Arctic methane melt ‘could cost $60 tn’

arctic melt
Methane in the submarine permafrost could be released on such a scale that the cost to the world’s economy could reach $60 trillion. Image: BBC.com

The true cost of an ice-free Arctic summer could be counted in lives lost, communities flooded and economies ruined, three scientists warn.

Methane in the submarine permafrost could be released on such a scale that the cost to the world’s economy could reach $60 trillion. The value of the entire world economy in 2012 was $70 trillion.

Gail Whiteman is at the school of management at Erasmus University in Rotterdam, Peter Wadhams is a professor of ocean physics at the University of Cambridge and Peter Hope is at the Judge Business School in Cambridge.

All three argue, in the journal Nature, that while businesses consider the benefits of Arctic warming in terms of shorter sea routes and easier access to fossil fuel reserves, the potentially catastrophic consequences are being ignored.

The problem they foresee is relatively straightforward and has been of concern to climate scientists for years. For all human history, the Arctic Ocean has been capped by ice. Beneath the ice is sunless ocean, and beneath the ocean is permanently frozen seabed, and within the seabed are billions of tonnes of marsh gas or natural gas stored as frozen methane hydrate.

Catalogue of problems

For the past 30 years, the ice has been reducing both in volume and in area, and in September 2012 reached an all-time low. Some researchers calculate that by the 2050s, the Arctic Ocean will be ice-free in September.

But, says Wadhams, beneath the ice cap the ocean was effectively maintained at freezing point, which meant that the ocean floor below remained permanently at freezing point, which meant that methane hydrate, held under pressure for millions of years below the ocean floor, stayed safely locked away. Once the ice is gone, the sea starts to absorb solar radiation, and last year reached almost 7°C.

The East Siberian Sea covers a shallow shelf, 50 to 100 metres deep, and in recent summers a joint Russian-US research team has been measuring releases of methane from the warming sea bed.

Methane is a powerful greenhouse gas: it is relatively short-lived in the atmosphere, but it is also 23 times more potent than carbon dioxide as an agent of global warming.

So a massive and sustained release of 50 billion tonnes of methane from the East Siberian shelf alone, they calculated, would speed up global warming, bring forward the date at which the world would warm by 2°C by between 15 and 25 years, change weather patterns, precipitate extremes of flooding, drought and storms, bring health risks, mostly for those in the developing world – and have major implications for national economies.

Pervasive effects

To find out just how much of a disaster could occur, they took an economic model used for the British Government’s 2006 Stern Review of the Economics of Climate Change, and ran it 10,000 times to find a mean economic cost, which is how they arrived at the $60 trillion figure.

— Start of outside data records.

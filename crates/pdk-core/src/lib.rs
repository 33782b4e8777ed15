//! Core domain types and traits for the PDK pipeline engine.
//!
//! This crate contains:
//! - The provider-neutral pipeline model (pipelines, jobs, steps)
//! - Artifact definitions and options
//! - Step/job results and the immutable execution context
//! - The sandbox contract implemented by the container and host backends
//! - Runner-image mapping
//! - Run identifiers and common error kinds

pub mod artifact;
pub mod cancel;
pub mod context;
pub mod error;
pub mod id;
pub mod image;
pub mod pipeline;
pub mod result;
pub mod sandbox;

pub use cancel::{CancelSource, CancelToken};
pub use error::{Diagnostic, Error, Result};
pub use id::RunId;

But, of course, had they factored in other consequences of global warming – ocean acidification is one of them – the figure could have been still higher. Gail Whiteman described the data they had arrived at as “incredibly compelling” and warned that it presented an economic timebomb.

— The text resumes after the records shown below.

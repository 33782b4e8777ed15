//! .NET CLI step executor.

use async_trait::async_trait;

use pdk_core::context::ExecutionContext;
use pdk_core::error::Error;
use pdk_core::pipeline::Step;
use pdk_core::result::StepResult;
use pdk_logging::Logger;

use super::StepExecutor;
use super::helpers;

const SOURCE: &str = "step:dotnet";

const COMMANDS: &[&str] = &["restore", "build", "test", "publish", "run", "pack", "clean"];

/// Suggested when the tool is missing from the runner image.
const SDK_IMAGE: &str = "mcr.microsoft.com/dotnet/sdk:8.0";

pub struct DotnetExecutor {
    logger: Logger,
}

impl DotnetExecutor {
    pub fn new(logger: Logger) -> Self {
        Self { logger }
    }
}

#[async_trait]
impl StepExecutor for DotnetExecutor {
    fn kind(&self) -> &'static str {
        "dotnet"
    }

    async fn execute(&self, step: &Step, ctx: &ExecutionContext) -> StepResult {
        let step_name = step.display_name().to_string();

        let command = match helpers::require_input(step, ctx, "command") {
            Ok(c) => c,
            Err(e) => return StepResult::pre_exec_failure(step_name, e),
        };
        if !COMMANDS.contains(&command.as_str()) {
            return StepResult::pre_exec_failure(
                step_name,
                Error::UnsupportedCommand {
                    kind: "dotnet".into(),
                    command,
                },
            );
        }

        if let Err(e) = helpers::probe_tool(ctx, "dotnet", Some(SDK_IMAGE)).await {
            return StepResult::pre_exec_failure(step_name, e);
        }

        let mut line = format!("dotnet {command}");
        match helpers::optional_input(step, ctx, "projects") {
            Ok(Some(projects)) => {
                line.push(' ');
                line.push_str(&projects);
            }
            Ok(None) => {}
            Err(e) => return StepResult::pre_exec_failure(step_name, e),
        }
        match helpers::optional_input(step, ctx, "configuration") {
            Ok(Some(configuration)) => {
                line.push_str(&format!(" --configuration {configuration}"));
            }
            Ok(None) => {}
            Err(e) => return StepResult::pre_exec_failure(step_name, e),
        }
        match helpers::optional_input(step, ctx, "outputPath") {
            Ok(Some(output)) => line.push_str(&format!(" --output {output}")),
            Ok(None) => {}
            Err(e) => return StepResult::pre_exec_failure(step_name, e),
        }
        match helpers::optional_input(step, ctx, "arguments") {
            Ok(Some(arguments)) => {
                line.push(' ');
                line.push_str(&arguments);
            }
            Ok(None) => {}
            Err(e) => return StepResult::pre_exec_failure(step_name, e),
        }

        helpers::run_step_command(SOURCE, &self.logger, step, ctx, line).await
    }
}

#[cfg(test)]
mod tests {
    use super::*;
    use crate::steps::helpers::test_support::{FakeSandbox, context_with, step};
    use pdk_core::pipeline::StepKind;
    use std::sync::Arc;

    fn dotnet_step(with: &[(&str, &str)]) -> Step {
        let mut s = step(StepKind::Dotnet);
        for (k, v) in with {
            s.with.insert(k.to_string(), v.to_string());
        }
        s
    }

    async fn run(with: &[(&str, &str)]) -> (StepResult, Vec<String>) {
        let sandbox = Arc::new(FakeSandbox::ok());
        let ctx = context_with(Arc::clone(&sandbox) as _);
        let result = DotnetExecutor::new(Logger::disabled())
            .execute(&dotnet_step(with), &ctx)
            .await;
        (result, sandbox.recorded())
    }

    #[tokio::test]
    async fn assembles_full_command_line() {
        let (result, commands) = run(&[
            ("command", "build"),
            ("projects", "src/App.csproj"),
            ("configuration", "Release"),
            ("outputPath", "out"),
            ("arguments", "--no-restore"),
        ])
        .await;
        assert!(result.success);
        assert_eq!(
            commands[1],
            "dotnet build src/App.csproj --configuration Release --output out --no-restore"
        );
    }

    #[tokio::test]
    async fn bare_command_works() {
        let (result, commands) = run(&[("command", "restore")]).await;
        assert!(result.success);
        assert_eq!(commands[1], "dotnet restore");
    }

    #[tokio::test]
    async fn missing_command_is_pre_exec_failure() {
        let (result, commands) = run(&[]).await;
        assert!(!result.success);
        assert!(result.stderr.contains("'command'"));
        assert!(commands.is_empty(), "nothing should execute");
    }

    #[tokio::test]
    async fn unknown_command_is_unsupported() {
        let (result, _) = run(&[("command", "yeet")]).await;
        assert!(!result.success);
        assert!(result.stderr.contains("not supported"));
    }

    #[tokio::test]
    async fn missing_tool_suggests_sdk_image() {
        let sandbox = Arc::new(FakeSandbox::ok().respond(127, "", ""));
        let ctx = context_with(sandbox as _);
        let result = DotnetExecutor::new(Logger::disabled())
            .execute(&dotnet_step(&[("command", "build")]), &ctx)
            .await;
        assert!(!result.success);
        assert!(result.stderr.contains("dotnet"));
    }
}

“All nations will be affected, not just those in the far north, and all should be concerned about changes occurring in the region”, the authors warn. “More modelling is needed to understand which regions and parts of the world economy will be most vulnerable.”

They also warn that it may be impossible to avoid large releases of methane without major reductions in global emissions of carbon dioxide, and they urge the World Economic Forum to ask world leaders to consider what might lie beyond short-term gains from a more open Arctic.

“Arctic science is a strategic asset for human economies because the region drives critical effects in our biophysical, political and economic systems”, they write. “Without this recognition, world leaders and economists will miss the big picture.”